Towards the end of the 30s he returned to the stage, which he gets props for doing because he was still much in demand as a movie star. I think he did it to make his wife happy but ultimately it proved to be a smart move (as Charles Tingwell once said, if you look after the acting the career will take care of itself) and his Broadway career would thrive when his star roles got less impressive - in the 50s he was no longer a box office draw, but he was a Broadway draw. March liked to blame the down turn in his movie carer on the fact he was accused of being a Communist; now that may have had a little bit to do with it, but I think more important was the fact that he appeared in a bunch of flops in the late 40s, he was getting on in years, and also he didn't fall back into some sure fire commercial genre like Westerns to stay in the public eye.

March didn't always do good work but he never sold out, always pushed himself; he seems to have been a joy for directors to work with - conscientious, diligent, aware of his tendency to ham, very open to new talents and directors, like Paddy Chayefsky and Elia Kazan when they were starting out, saying that films were getting better instead of whining about the old days. He also had excellent relationships with people like William Wyler and John Frankenheimer. This meant he was always in work, right up to the end - and it was consistently varied and interesting work too: The Best Years of Our Lives, Long Day's Journey Into Night, Gideon, Inherit the Wind, Hombre.

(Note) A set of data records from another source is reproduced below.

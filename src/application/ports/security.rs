// src/application/ports/security.rs
use crate::application::{
    ApplicationResult,
    dto::{AuthTokenDto, AuthenticatedUser, TokenSubject},
};
use async_trait::async_trait;

#[async_trait]
pub trait PasswordHasher: Send + Sync {
    async fn hash(&self, password: &str) -> ApplicationResult<String>;
    async fn verify(&self, password: &str, expected_hash: &str) -> ApplicationResult<()>;
}

#[async_trait]
pub trait TokenManager: Send + Sync {
    /// Issue an access/refresh token pair for the subject.
    async fn issue(&self, subject: TokenSubject) -> ApplicationResult<AuthTokenDto>;

    /// Validate an access token and reconstruct the caller.
    async fn authenticate(&self, token: &str) -> ApplicationResult<AuthenticatedUser>;

    /// Exchange a refresh token for a fresh pair. Access tokens are
    /// rejected here, refresh tokens are rejected by `authenticate`.
    async fn refresh(&self, refresh_token: &str) -> ApplicationResult<AuthTokenDto>;
}
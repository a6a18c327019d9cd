use crate::{
    application::{
        dto::{AuthenticatedUser, UserProfileDto},
        error::{ApplicationError, ApplicationResult},
    },
    domain::user::UserRepository,
};
use std::sync::Arc;

pub struct UserQueryService {
    user_repo: Arc<dyn UserRepository>,
}

impl UserQueryService {
    pub fn new(user_repo: Arc<dyn UserRepository>) -> Self {
        Self { user_repo }
    }

    pub async fn profile(&self, actor: &AuthenticatedUser) -> ApplicationResult<UserProfileDto> {
        let user = self
            .user_repo
            .find_by_id(actor.id)
            .await?
            .ok_or_else(|| ApplicationError::not_found("user not found"))?;

        Ok(UserProfileDto::from_parts(user, actor))
    }
}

He was married for along time to Florence Elridge, always overshadowing her in terms of career success (on films and stage) and popularity with people - but they clearly relied on each other; he seemed to need her discipline and drive, and political nous (he was more a little boy); he was protective of her, promoted her career, and she would tolerate his many infidelities and constant on-set lechery (March was very much pro-sexual harassment in the work place). Their marriage reads like one of those arrangements where the wife basically mothers the husband. I doubt he would have accomplished half as much without her.

They adopted two kids - got along well with the girl but the boy was more of a handful, getting into trouble with the law and eventually dying in a car crash. (I wouldn't have minded more about their son actually.)

But this is a fine book, a worth tribute to a good actor and not particularly memorable star.

Monday, October 20, 2014

Movie review - "Baby Doll" (1956) ***

After a series of heavy dramas, Tennessee Williams and Elia Kazan kicked off their shoes and had a bit of fun with this twisted Southern comedy. There's no other film quite like it, with its combination of sexual frustration, seediness and jail bait sexual attraction.

Carroll Baker plays the title role, a 19 year old who still sleeps in a cot and sucks her thumb and is yet to be deflowered by hubby Karl Malden (in his most "yelling" performance yet, which is saying something for this actor). When Malden burns down a cotton gin owned by Eli Wallach, Wallach seeks for revenge by seducing Baby Doll.

It goes on too long - almost two hours - but there is plenty to enjoy once you get into the mindset of the filmmakers. While Elia Kazan later claimed he wondered what the fuss was about surely he must have known it was racy material - or maybe he was unaware of the whole tone of what he'd made until it was all cut together.

It's very well acted; Baker makes an impressive star debut as the evocative yet naive Baby Doll; Wallach has one of his best film roles as the outsider "wop" - hardly a lady killer (let's be honest) but it's not as though Karl Malden gave him much competition. Mildred Dunnock is very good and there's some terrific southern faces among the support cast. I would have enjoyed a little less ambiguity and more certainty over what happened.